The company introduced “About This Finding” in February in its English-language search results in the United States, along with a brief description from Wikipedia, if available, when the site first went live, and whether your connection to the website was secure, among other things.
He will update this panel with more details soon. Instead of just a description of the Wikipedia site, it will now also include what a website says about itself, in its own words. This information is taken directly from the website, when available. Often times, a site includes details about its authors, publishers, or purpose in an “about section” that introduces the website to new visitors. This information will now be extracted to enrich the âAbout Sourceâ panel with more details.
Below that, Google will display the date the site first went live – information that could help users identify which websites have held up for a longer period of time, versus newcomers who may. have appeared more recently as part of a recent disinformation or propaganda campaign.
Image credits: Google
Google will also connect users to more information about the source itself, as indexed on the web. Here people can analyze what others are saying about the site in question, whether it is the media, reviews, trusted organizations like the Better Business Bureau, etc. This could help people know what sort of reputation the website has online, as documented by other sources.

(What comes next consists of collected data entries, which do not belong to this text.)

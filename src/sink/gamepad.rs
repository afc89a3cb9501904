//! Virtual Xbox-360-style gamepad (spec.md §6).

use evdev::{
	uinput::{VirtualDevice, VirtualDeviceBuilder},
	AbsInfo, AbsoluteAxisType, AttributeSet, InputId, Key, UinputAbsSetup,
};

use super::keycode::{joystick_codes, joystick_key, JOYSTICK_CODE_BASE};
use super::{Axis, Sink, SinkError, SinkKind};

/// The 11 standard gamepad buttons the default mapping advertises (spec.md §6).
const BUTTONS: [Key; 11] = [
	Key::BTN_SOUTH,
	Key::BTN_EAST,
	Key::BTN_WEST,
	Key::BTN_NORTH,
	Key::BTN_TL,
	Key::BTN_TR,
	Key::BTN_THUMBL,
	Key::BTN_THUMBR,
	Key::BTN_START,
	Key::BTN_SELECT,
	Key::BTN_MODE,
];

/// Whether the gamepad sink claims `code`, independent of any constructed
/// device — used by the binding compiler to route codes without needing a
/// live `/dev/uinput` handle (spec.md §4.1's construction contract).
pub fn manages_key(code: u16) -> bool {
	if code >= JOYSTICK_CODE_BASE {
		return joystick_key(code).is_some();
	}
	BUTTONS.iter().any(|k| k.code() == code)
}

fn axis_type(axis: Axis) -> AbsoluteAxisType {
	match axis {
		Axis::X => AbsoluteAxisType::ABS_X,
		Axis::Y => AbsoluteAxisType::ABS_Y,
		Axis::RX => AbsoluteAxisType::ABS_RX,
		Axis::RY => AbsoluteAxisType::ABS_RY,
		Axis::Z => AbsoluteAxisType::ABS_Z,
		Axis::RZ => AbsoluteAxisType::ABS_RZ,
		Axis::Hat0X => AbsoluteAxisType::ABS_HAT0X,
		Axis::Hat0Y => AbsoluteAxisType::ABS_HAT0Y,
	}
}

pub struct Gamepad {
	device: VirtualDevice,
	pending: Vec<evdev::InputEvent>,
}

impl Gamepad {
	/// Build the virtual device with the literal identity and axis ranges
	/// from spec.md §6: vendor 0x045E, product 0x028E, "Microsoft X-Box 360
	/// pad"; sticks ±32768 fuzz 16 flat 128, triggers 0..255, hat ±1.
	pub fn new() -> Result<Self, SinkError> {
		let mut buttons = AttributeSet::new();
		for key in BUTTONS {
			buttons.insert(key);
		}
		for key in joystick_codes() {
			buttons.insert(key);
		}

		let device = VirtualDeviceBuilder::new()
			.map_err(|e| SinkError::Build(e.to_string()))?
			.input_id(InputId::new(evdev::BusType::BUS_USB, 0x045E, 0x028E, 0x0110))
			.name("Microsoft X-Box 360 pad")
			.with_keys(&buttons)
			.map_err(|e| SinkError::Build(e.to_string()))?
			.with_absolute_axis(&UinputAbsSetup::new(
				AbsoluteAxisType::ABS_X,
				AbsInfo::new(0, i16::MIN as i32, i16::MAX as i32, 16, 128, 0),
			))
			.map_err(|e| SinkError::Build(e.to_string()))?
			.with_absolute_axis(&UinputAbsSetup::new(
				AbsoluteAxisType::ABS_Y,
				AbsInfo::new(0, i16::MIN as i32, i16::MAX as i32, 16, 128, 0),
			))
			.map_err(|e| SinkError::Build(e.to_string()))?
			.with_absolute_axis(&UinputAbsSetup::new(
				AbsoluteAxisType::ABS_RX,
				AbsInfo::new(0, i16::MIN as i32, i16::MAX as i32, 16, 128, 0),
			))
			.map_err(|e| SinkError::Build(e.to_string()))?
			.with_absolute_axis(&UinputAbsSetup::new(
				AbsoluteAxisType::ABS_RY,
				AbsInfo::new(0, i16::MIN as i32, i16::MAX as i32, 16, 128, 0),
			))
			.map_err(|e| SinkError::Build(e.to_string()))?
			.with_absolute_axis(&UinputAbsSetup::new(
				AbsoluteAxisType::ABS_Z,
				AbsInfo::new(0, 0, u8::MAX as i32, 0, 0, 0),
			))
			.map_err(|e| SinkError::Build(e.to_string()))?
			.with_absolute_axis(&UinputAbsSetup::new(
				AbsoluteAxisType::ABS_RZ,
				AbsInfo::new(0, 0, u8::MAX as i32, 0, 0, 0),
			))
			.map_err(|e| SinkError::Build(e.to_string()))?
			.with_absolute_axis(&UinputAbsSetup::new(
				AbsoluteAxisType::ABS_HAT0X,
				AbsInfo::new(0, -1, 1, 0, 0, 0),
			))
			.map_err(|e| SinkError::Build(e.to_string()))?
			.with_absolute_axis(&UinputAbsSetup::new(
				AbsoluteAxisType::ABS_HAT0Y,
				AbsInfo::new(0, -1, 1, 0, 0, 0),
			))
			.map_err(|e| SinkError::Build(e.to_string()))?
			.build()
			.map_err(|e| SinkError::Build(e.to_string()))?;

		Ok(Self {
			device,
			pending: Vec::new(),
		})
	}
}

impl Sink for Gamepad {
	fn kind(&self) -> SinkKind {
		SinkKind::Gamepad
	}

	fn key_event(&mut self, code: u16, value: i32) {
		if code >= JOYSTICK_CODE_BASE {
			if joystick_key(code).is_none() {
				return;
			}
		}
		self.pending
			.push(evdev::InputEvent::new_now(evdev::EventType::KEY, code, value));
	}

	fn axis_event(&mut self, axis: Axis, value: i32) {
		self.pending
			.push(evdev::InputEvent::new_now(evdev::EventType::ABSOLUTE, axis_type(axis).0, value));
	}

	fn rel_event(&mut self, _axis: super::RelAxis, _delta: i32) {
		// The gamepad sink advertises no relative axes; callers route
		// relative motion to the mouse sink instead.
	}

	fn syn(&mut self) -> Result<(), SinkError> {
		if self.pending.is_empty() {
			return Ok(());
		}
		self.device.emit(&self.pending)?;
		self.pending.clear();
		Ok(())
	}

	fn manages_key(&self, code: u16) -> bool {
		manages_key(code)
	}

	fn manages_axis(&self, axis: Axis) -> bool {
		matches!(
			axis,
			Axis::X | Axis::Y | Axis::RX | Axis::RY | Axis::Z | Axis::RZ | Axis::Hat0X | Axis::Hat0Y
		)
	}
}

The company specifies that this section of âothersâ will be based on Google’s open web results, which identify pages that may give you context on the website. Google also tries to prioritize useful results that are not created or controlled by the source website in order to provide independent insight, it says.
Additionally, Google will add an âAbout Topicâ feature that will direct viewers to more information about their original query, including news coverage or other search results on the same topic. It might help people find out more about something that interests them. But it could also potentially prevent people from isolating themselves inside a so-called “filter bubble” – something that has become a major complication of the age of social media, where people aren’t. exposed to other sources of information as their favorite social platforms learn their preferences and then feed them further to drive engagement.
The updates were announced today by Danielle Romain, vice president of Google Trust, speaking at Google’s Search On live event.
The feature is not immediately available but will be rolled out in the “coming weeks” in English in the United States. Google says it is working to bring “About this result” to more countries in the future.